So itchy! And it never went the way I expected it to. I can see why men used to smother their tashes in beeswax, because really lip hair is the most unruly of hairs! It didn't even wander in the same direction on either side - my right tash lobe seemed to curl up whilst my left seemed to cling up under my lip for dear life.

Oh, and the food. If you ever want to lose weight, I urge you to grow a handlebar moustache, because honestly, not one morsel can pass your lips, not one sip of water without you feeling the hanging residual knowledge of gobbling food and the accompanying guilt that it may be stuck to your upper in some way for at least the next hour. Every bite you eat you notice, and the gravitas of every snack, from the glutinous cheesicle to the lonesome shriveled pea is exaggerated tenfold. An acute neurosis overcame me for the last month or so as I could barely speak without having to rush to the lavatories in order to check whether a globule of spittle wasn't hanging awkwardly from my lip-bristle.

Actually, really, most of the above has been a pitiful excuse to myself for the fact that it wasn't rubbish, I did want to keep it, but there is one particular detractor whose opinion I actually care about enough to dispose of it. Apparently kissing someone with a moustache is phenomenally unpleasant...

Not in my experience!

But then I'm more accepting than most.

Sunday, 27 June 2010

The results are in!

A few people have, quite rightly, commented lately on my facial hair. I think I should probably explain that I am cultivating, as we speak, a handle-bar moustache.

I assure you that I am only doing so on the advice of others. Before you leap to the conclusion that I may have misinterpreted my friends' and colleagues' joking (as I have done many times before - REF: bow-tie, nose job), I actually went to the length of conducting a feasibility study for my labial hirsutery.

I herewith publish the results of the following opinion poll, conducted on Facebook.

Is me growing a massive handlebar moustache...

a) The worst idea I've ever had.
b) What you've been waiting for the whole time you've known me.
c) I don't care what you do with your facial hair, you look like a prick either way.

a - 22%
b - 61%
c - 17%

I think even the most stringent statistician would have to agree that the whole concept is overwhelmingly popular.

I should also like to back up my decision with reference to the following appendix of useful imagery which supports the idea of handlebar moustaches as A GOOD THING. It also shows exactly the style of handlebar I am aiming to attain.

Frankly, in all honesty, to tell the complete truth, I think the only reason I am growing one is that I have lately noticed a lot of Shoreditch pricks sporting tiny hipster moustaches and I want to outdo them.




APPENDIX A - GOOD HANDLEBAR MOUSTACHES


When I am fully grown, I will have a place to go.








I included this image because it not only proves the indispensability of the handle-bar in modern culture, but it is also the most remarkably crap example of world cup commercial bandwagon pun-jumping.



This cheery cyclops is an American chap responsible for beer.



I got this from a fashion blog. That's right. FASHION.



APPENDIX B - EDUCATIONAL VIDEO

Thursday, 27 May 2010

Some interesting things that have happened to me recently.

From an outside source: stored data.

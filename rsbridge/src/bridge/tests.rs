#[cfg(test)]
mod tests {
    use std::collections::HashSet;
    use std::sync::atomic::AtomicUsize;
    use std::sync::Mutex;
    use std::thread;
    use std::time::Duration;

    use rand::Rng;
    use rsbridge_sys::sim::SimSdk;

    use crate::bridge::*;
    use crate::{Api, HostConfig};

    fn init() {
        let _ = env_logger::builder().is_test(true).try_init();
    }

    fn host_with(backpressure: Backpressure) -> Host {
        let config = HostConfig {
            backpressure,
            ..Default::default()
        };
        Host::with_config(Api::new(SimSdk::new()), config)
    }

    #[derive(Default)]
    struct Outcomes {
        run: Mutex<Vec<usize>>,
        released: Mutex<Vec<usize>>,
    }

    impl Outcomes {
        fn run(&self) -> Vec<usize> {
            self.run.lock().unwrap().clone()
        }

        fn released(&self) -> Vec<usize> {
            self.released.lock().unwrap().clone()
        }
    }

    struct Tracked {
        id: usize,
        outcomes: Arc<Outcomes>,
        /// How long every tenth event takes to run.
        slow: Duration,
    }

    impl Tracked {
        fn boxed(id: usize, outcomes: &Arc<Outcomes>) -> Box<Self> {
            Self::slow(id, outcomes, Duration::from_millis(1))
        }

        fn slow(id: usize, outcomes: &Arc<Outcomes>, slow: Duration) -> Box<Self> {
            Box::new(Self {
                id,
                outcomes: outcomes.clone(),
                slow,
            })
        }
    }

    impl PendingEvent for Tracked {
        fn run(self: Box<Self>, _host: &Host) {
            if self.id % 10 == 0 {
                thread::sleep(self.slow);
            }
            self.outcomes.run.lock().unwrap().push(self.id);
        }

        fn release(self: Box<Self>) {
            self.outcomes.released.lock().unwrap().push(self.id);
        }
    }

    /// Submits from several threads while the consumer dispatches a random number of times, then
    /// tears the relay down and checks every event was run or released exactly once.
    fn run_and_tear_down(slow: Duration) {
        const PRODUCERS: usize = 4;
        const PER_PRODUCER: usize = 250;

        let host = host_with(Backpressure::Unbounded);
        let outcomes = Arc::new(Outcomes::default());
        let producers: Vec<_> = (0..PRODUCERS)
            .map(|producer| {
                let notifier = host.notifier();
                let outcomes = outcomes.clone();
                thread::spawn(move || {
                    for i in 0..PER_PRODUCER {
                        let id = producer * PER_PRODUCER + i;
                        let _ = notifier.notify_main_thread(Tracked::slow(id, &outcomes, slow));
                    }
                })
            })
            .collect();

        let teardown_at = rand::thread_rng().gen_range(1..40);
        for _ in 0..teardown_at {
            host.dispatch_timeout(Duration::from_millis(2));
        }
        host.shutdown();
        for producer in producers {
            producer.join().unwrap();
        }

        let run = outcomes.run();
        let released = outcomes.released();
        assert_eq!(run.len() + released.len(), PRODUCERS * PER_PRODUCER);

        let run_ids: HashSet<_> = run.iter().copied().collect();
        let released_ids: HashSet<_> = released.iter().copied().collect();
        assert_eq!(run_ids.len(), run.len());
        assert_eq!(released_ids.len(), released.len());
        assert!(run_ids.is_disjoint(&released_ids));

        let stats = host.bridge_stats();
        assert_eq!(stats.submitted, (PRODUCERS * PER_PRODUCER) as u64);
        assert_eq!(stats.run + stats.released, stats.submitted);
        assert_eq!(stats.run, run.len() as u64);
    }

    #[test]
    fn test_every_event_is_run_or_released_once() {
        init();
        run_and_tear_down(Duration::from_millis(1));
    }

    #[test]
    fn test_slow_events_are_run_or_released_once() {
        init();
        run_and_tear_down(Duration::from_millis(50));
    }

    #[test]
    fn test_zero_capacity_block_is_raised_to_one() {
        init();
        let host = host_with(Backpressure::Block(0));
        let outcomes = Arc::new(Outcomes::default());

        let notifier = host.notifier();
        let producer = {
            let outcomes = outcomes.clone();
            thread::spawn(move || {
                for id in 0..2 {
                    notifier
                        .notify_main_thread(Tracked::boxed(id, &outcomes))
                        .unwrap();
                }
            })
        };

        let mut delivered = 0;
        for _ in 0..50 {
            delivered += host.dispatch_timeout(Duration::from_millis(100));
            if delivered == 2 {
                break;
            }
        }
        producer.join().unwrap();

        assert_eq!(delivered, 2);
        assert_eq!(outcomes.run(), vec![0, 1]);
        assert!(outcomes.released().is_empty());
    }

    #[test]
    fn test_zero_capacity_drop_newest_is_raised_to_one() {
        init();
        let host = host_with(Backpressure::DropNewest(0));
        let outcomes = Arc::new(Outcomes::default());
        let notifier = host.notifier();

        notifier
            .notify_main_thread(Tracked::boxed(0, &outcomes))
            .unwrap();
        assert_eq!(
            notifier.notify_main_thread(Tracked::boxed(1, &outcomes)),
            Err(SubmitError::Overflow)
        );

        assert_eq!(host.dispatch(), 1);
        assert_eq!(outcomes.run(), vec![0]);
        assert_eq!(outcomes.released(), vec![1]);
    }

    #[test]
    fn test_events_keep_submission_order_per_producer() {
        init();
        let host = host_with(Backpressure::Unbounded);
        let outcomes = Arc::new(Outcomes::default());
        let producers: Vec<_> = (0..2)
            .map(|producer| {
                let notifier = host.notifier();
                let outcomes = outcomes.clone();
                thread::spawn(move || {
                    for i in 0..100 {
                        notifier
                            .notify_main_thread(Tracked::boxed(producer * 1000 + i, &outcomes))
                            .unwrap();
                    }
                })
            })
            .collect();
        for producer in producers {
            producer.join().unwrap();
        }

        assert_eq!(host.pending(), 200);
        assert_eq!(host.dispatch(), 200);

        let run = outcomes.run();
        for producer in 0..2 {
            let ids: Vec<_> = run
                .iter()
                .copied()
                .filter(|id| id / 1000 == producer)
                .collect();
            let expected: Vec<_> = (0..100).map(|i| producer * 1000 + i).collect();
            assert_eq!(ids, expected);
        }
    }

    #[test]
    fn test_submit_after_teardown_is_released() {
        init();
        let host = host_with(Backpressure::Unbounded);
        let outcomes = Arc::new(Outcomes::default());
        let notifier = host.notifier();

        notifier
            .notify_main_thread(Tracked::boxed(1, &outcomes))
            .unwrap();
        assert_eq!(host.shutdown(), 1);
        assert!(!notifier.is_open());

        assert_eq!(
            notifier.notify_main_thread(Tracked::boxed(2, &outcomes)),
            Err(SubmitError::TornDown)
        );
        assert_eq!(
            host.notifier()
                .notify_main_thread(Tracked::boxed(3, &outcomes)),
            Err(SubmitError::TornDown)
        );
        assert_eq!(host.dispatch(), 0);

        assert!(outcomes.run().is_empty());
        assert_eq!(outcomes.released(), vec![1, 2, 3]);
        let stats = host.bridge_stats();
        assert_eq!(stats.rejected, 2);
        assert_eq!(stats.released, 3);
    }

    #[test]
    fn test_shutdown_before_first_use_refuses_submissions() {
        init();
        let host = host_with(Backpressure::Unbounded);
        let outcomes = Arc::new(Outcomes::default());

        assert_eq!(host.shutdown(), 0);
        assert_eq!(
            host.notifier()
                .notify_main_thread(Tracked::boxed(7, &outcomes)),
            Err(SubmitError::TornDown)
        );
        assert_eq!(outcomes.released(), vec![7]);
    }

    #[test]
    fn test_drop_newest_releases_overflow() {
        init();
        let host = host_with(Backpressure::DropNewest(2));
        let outcomes = Arc::new(Outcomes::default());
        let notifier = host.notifier();

        for id in 0..2 {
            notifier
                .notify_main_thread(Tracked::boxed(id, &outcomes))
                .unwrap();
        }
        assert_eq!(
            notifier.notify_main_thread(Tracked::boxed(2, &outcomes)),
            Err(SubmitError::Overflow)
        );
        assert_eq!(outcomes.released(), vec![2]);

        assert_eq!(host.dispatch(), 2);
        assert_eq!(outcomes.run(), vec![0, 1]);
        assert_eq!(host.bridge_stats().rejected, 1);
    }

    #[test]
    fn test_block_waits_for_the_consumer() {
        init();
        let host = host_with(Backpressure::Block(1));
        let outcomes = Arc::new(Outcomes::default());
        let accepted = Arc::new(AtomicUsize::new(0));

        let notifier = host.notifier();
        let producer = {
            let outcomes = outcomes.clone();
            let accepted = accepted.clone();
            thread::spawn(move || {
                for id in 0..3 {
                    notifier
                        .notify_main_thread(Tracked::boxed(id, &outcomes))
                        .unwrap();
                    accepted.fetch_add(1, Ordering::SeqCst);
                }
            })
        };

        thread::sleep(Duration::from_millis(100));
        assert_eq!(accepted.load(Ordering::SeqCst), 1);
        assert_eq!(host.pending(), 1);

        let mut delivered = 0;
        while delivered < 3 {
            delivered += host.dispatch_timeout(Duration::from_millis(100));
        }
        producer.join().unwrap();

        assert_eq!(outcomes.run(), vec![0, 1, 2]);
        assert!(outcomes.released().is_empty());
    }

    #[test]
    fn test_dropping_the_host_releases_pending_events() {
        init();
        let host = host_with(Backpressure::Unbounded);
        let outcomes = Arc::new(Outcomes::default());
        let notifier = host.notifier();

        for id in 0..5 {
            notifier
                .notify_main_thread(Tracked::boxed(id, &outcomes))
                .unwrap();
        }
        drop(host);

        assert_eq!(outcomes.released(), vec![0, 1, 2, 3, 4]);
        assert_eq!(
            notifier.notify_main_thread(Tracked::boxed(5, &outcomes)),
            Err(SubmitError::TornDown)
        );
    }
}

In Which: Our Hero Looks At His Life, Gives Away His Body, Examines His History, Evaluates His Style, Notices The Well-Dressed Of Norwich And Subsequently Realises That Most Of The Above Comprise A Stark Catalogue Of Failures And Gross Errors Of Judgement.


All sounds quite heavy doesn't it. Don't worry though, I shall break this down for you into two manageable chunks. The first is entitled: What Happened At Boots.

What Happened At Boots.

As some of you may be aware I went to Sydney recently. If you weren't, then please get in touch and I will happily phone you up and brag about it in depth. I may even post on here about it in time, because believe me, it's a WEIRD old place, and certainly worthy of a lengthy and calculated diatribe.

Having lost my trusty digital camera in London I took the only option open to me, and borrowed my dear mother's trusty old Olympus Trip 300. Several things about this camera are excellent. It's very easy to take really good photos, with little adjustment of controls, the light metering/exposure is automatic, it brought delightfully memories of family holidays of yore, and of course the simple tactile pleasure of loading a film and winding through the first few dud shots, then winding the film up once it reaches the end. I am also very keen on the mystery of not knowing what your photos look like until it's far too late, the inability to over-think shots and spend your entire holiday staring at your camera screen taking ten shots of everything to make sure one definitely comes out right rather than just taking a photo and getting on with and enjoying it.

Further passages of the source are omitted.